→ **Your goal**
Each line of the listing below containing the word "String" should be returned.
━━━ Given data
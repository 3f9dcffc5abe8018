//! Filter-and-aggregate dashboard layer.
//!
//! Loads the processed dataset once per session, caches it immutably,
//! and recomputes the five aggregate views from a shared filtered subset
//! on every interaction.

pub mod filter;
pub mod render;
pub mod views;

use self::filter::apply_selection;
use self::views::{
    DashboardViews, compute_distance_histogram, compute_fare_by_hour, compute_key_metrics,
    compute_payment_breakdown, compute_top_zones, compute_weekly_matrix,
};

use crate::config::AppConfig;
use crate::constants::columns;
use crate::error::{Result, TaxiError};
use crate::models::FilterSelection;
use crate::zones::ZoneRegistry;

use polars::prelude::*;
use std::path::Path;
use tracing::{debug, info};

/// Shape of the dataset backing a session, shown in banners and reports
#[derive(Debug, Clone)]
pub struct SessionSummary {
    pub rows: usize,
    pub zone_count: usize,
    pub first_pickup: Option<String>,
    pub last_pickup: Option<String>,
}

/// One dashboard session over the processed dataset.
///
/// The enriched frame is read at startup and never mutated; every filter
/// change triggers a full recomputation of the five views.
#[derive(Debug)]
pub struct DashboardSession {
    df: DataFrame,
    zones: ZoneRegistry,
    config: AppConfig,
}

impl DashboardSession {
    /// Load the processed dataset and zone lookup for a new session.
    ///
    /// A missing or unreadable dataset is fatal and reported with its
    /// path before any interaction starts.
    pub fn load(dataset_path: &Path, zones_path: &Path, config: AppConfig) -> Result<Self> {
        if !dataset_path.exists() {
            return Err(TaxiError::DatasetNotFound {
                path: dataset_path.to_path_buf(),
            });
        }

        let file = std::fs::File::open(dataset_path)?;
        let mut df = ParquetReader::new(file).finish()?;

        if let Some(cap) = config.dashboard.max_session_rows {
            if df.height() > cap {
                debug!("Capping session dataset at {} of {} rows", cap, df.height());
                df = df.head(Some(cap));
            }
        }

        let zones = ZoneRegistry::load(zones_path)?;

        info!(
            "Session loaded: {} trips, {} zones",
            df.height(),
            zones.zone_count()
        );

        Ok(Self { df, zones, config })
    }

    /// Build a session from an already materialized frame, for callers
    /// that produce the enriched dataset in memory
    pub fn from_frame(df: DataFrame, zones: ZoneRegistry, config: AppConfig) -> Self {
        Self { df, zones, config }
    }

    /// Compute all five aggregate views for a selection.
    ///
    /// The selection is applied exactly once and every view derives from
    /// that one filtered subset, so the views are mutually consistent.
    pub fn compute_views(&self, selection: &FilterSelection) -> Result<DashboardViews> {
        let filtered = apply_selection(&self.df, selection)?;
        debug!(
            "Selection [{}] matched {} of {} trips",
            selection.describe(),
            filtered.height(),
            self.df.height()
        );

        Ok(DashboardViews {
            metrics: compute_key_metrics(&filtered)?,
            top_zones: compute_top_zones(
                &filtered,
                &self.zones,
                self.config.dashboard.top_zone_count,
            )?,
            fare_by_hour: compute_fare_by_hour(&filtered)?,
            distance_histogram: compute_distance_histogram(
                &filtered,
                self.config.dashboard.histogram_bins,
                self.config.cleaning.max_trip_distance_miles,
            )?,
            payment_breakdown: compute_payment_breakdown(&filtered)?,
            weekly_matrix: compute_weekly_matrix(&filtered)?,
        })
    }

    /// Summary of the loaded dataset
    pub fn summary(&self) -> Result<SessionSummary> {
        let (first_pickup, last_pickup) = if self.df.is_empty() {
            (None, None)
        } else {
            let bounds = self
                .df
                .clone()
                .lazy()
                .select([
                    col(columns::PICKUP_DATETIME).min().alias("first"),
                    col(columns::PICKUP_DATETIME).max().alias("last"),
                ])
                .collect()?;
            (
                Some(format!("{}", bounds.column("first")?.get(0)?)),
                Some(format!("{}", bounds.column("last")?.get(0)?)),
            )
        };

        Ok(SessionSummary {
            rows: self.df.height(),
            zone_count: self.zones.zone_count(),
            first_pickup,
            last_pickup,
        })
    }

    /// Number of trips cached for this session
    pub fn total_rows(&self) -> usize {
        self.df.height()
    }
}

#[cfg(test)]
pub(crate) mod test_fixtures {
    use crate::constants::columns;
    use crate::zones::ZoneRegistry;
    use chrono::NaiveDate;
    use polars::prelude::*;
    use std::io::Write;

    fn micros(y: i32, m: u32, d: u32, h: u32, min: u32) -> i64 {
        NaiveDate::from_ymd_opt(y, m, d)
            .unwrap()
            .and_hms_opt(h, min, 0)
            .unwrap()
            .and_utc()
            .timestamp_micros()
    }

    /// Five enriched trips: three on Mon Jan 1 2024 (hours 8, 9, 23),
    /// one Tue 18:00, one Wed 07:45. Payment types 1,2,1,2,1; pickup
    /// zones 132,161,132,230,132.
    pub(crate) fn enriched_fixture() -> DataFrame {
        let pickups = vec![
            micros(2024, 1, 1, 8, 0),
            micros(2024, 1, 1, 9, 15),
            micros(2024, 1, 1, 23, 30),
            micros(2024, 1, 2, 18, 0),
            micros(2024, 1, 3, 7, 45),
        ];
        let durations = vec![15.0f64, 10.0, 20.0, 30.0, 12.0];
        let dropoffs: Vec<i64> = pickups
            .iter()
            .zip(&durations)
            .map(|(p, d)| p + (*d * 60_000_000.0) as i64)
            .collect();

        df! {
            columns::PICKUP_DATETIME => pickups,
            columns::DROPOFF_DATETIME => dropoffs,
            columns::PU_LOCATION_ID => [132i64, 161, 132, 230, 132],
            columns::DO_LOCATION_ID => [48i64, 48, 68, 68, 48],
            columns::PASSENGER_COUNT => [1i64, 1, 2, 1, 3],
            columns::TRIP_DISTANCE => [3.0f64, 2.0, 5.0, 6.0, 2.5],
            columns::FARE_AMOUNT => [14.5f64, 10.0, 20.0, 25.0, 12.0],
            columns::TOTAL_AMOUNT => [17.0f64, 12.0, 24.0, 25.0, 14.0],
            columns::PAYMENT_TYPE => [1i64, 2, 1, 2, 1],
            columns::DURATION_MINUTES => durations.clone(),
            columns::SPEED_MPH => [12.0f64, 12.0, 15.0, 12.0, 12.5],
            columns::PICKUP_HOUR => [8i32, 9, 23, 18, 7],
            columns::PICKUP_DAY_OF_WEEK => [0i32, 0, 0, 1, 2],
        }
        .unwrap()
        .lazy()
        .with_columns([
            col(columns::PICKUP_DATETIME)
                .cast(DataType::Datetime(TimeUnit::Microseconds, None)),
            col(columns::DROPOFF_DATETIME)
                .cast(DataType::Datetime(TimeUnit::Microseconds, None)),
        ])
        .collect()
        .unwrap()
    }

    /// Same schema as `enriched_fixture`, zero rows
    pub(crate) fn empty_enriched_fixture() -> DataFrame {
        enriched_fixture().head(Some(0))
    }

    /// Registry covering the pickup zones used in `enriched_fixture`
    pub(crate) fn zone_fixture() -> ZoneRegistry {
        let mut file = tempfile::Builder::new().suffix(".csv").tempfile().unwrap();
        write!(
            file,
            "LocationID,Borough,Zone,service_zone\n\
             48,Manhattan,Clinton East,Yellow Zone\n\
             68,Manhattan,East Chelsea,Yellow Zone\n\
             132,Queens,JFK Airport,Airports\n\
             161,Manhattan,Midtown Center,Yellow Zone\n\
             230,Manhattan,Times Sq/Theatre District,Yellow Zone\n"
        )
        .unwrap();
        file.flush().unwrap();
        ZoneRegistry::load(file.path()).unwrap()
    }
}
━━━━━━
→ **Answer section**
    pub first_pickup: Option<String>,
    pub last_pickup: Option<String>,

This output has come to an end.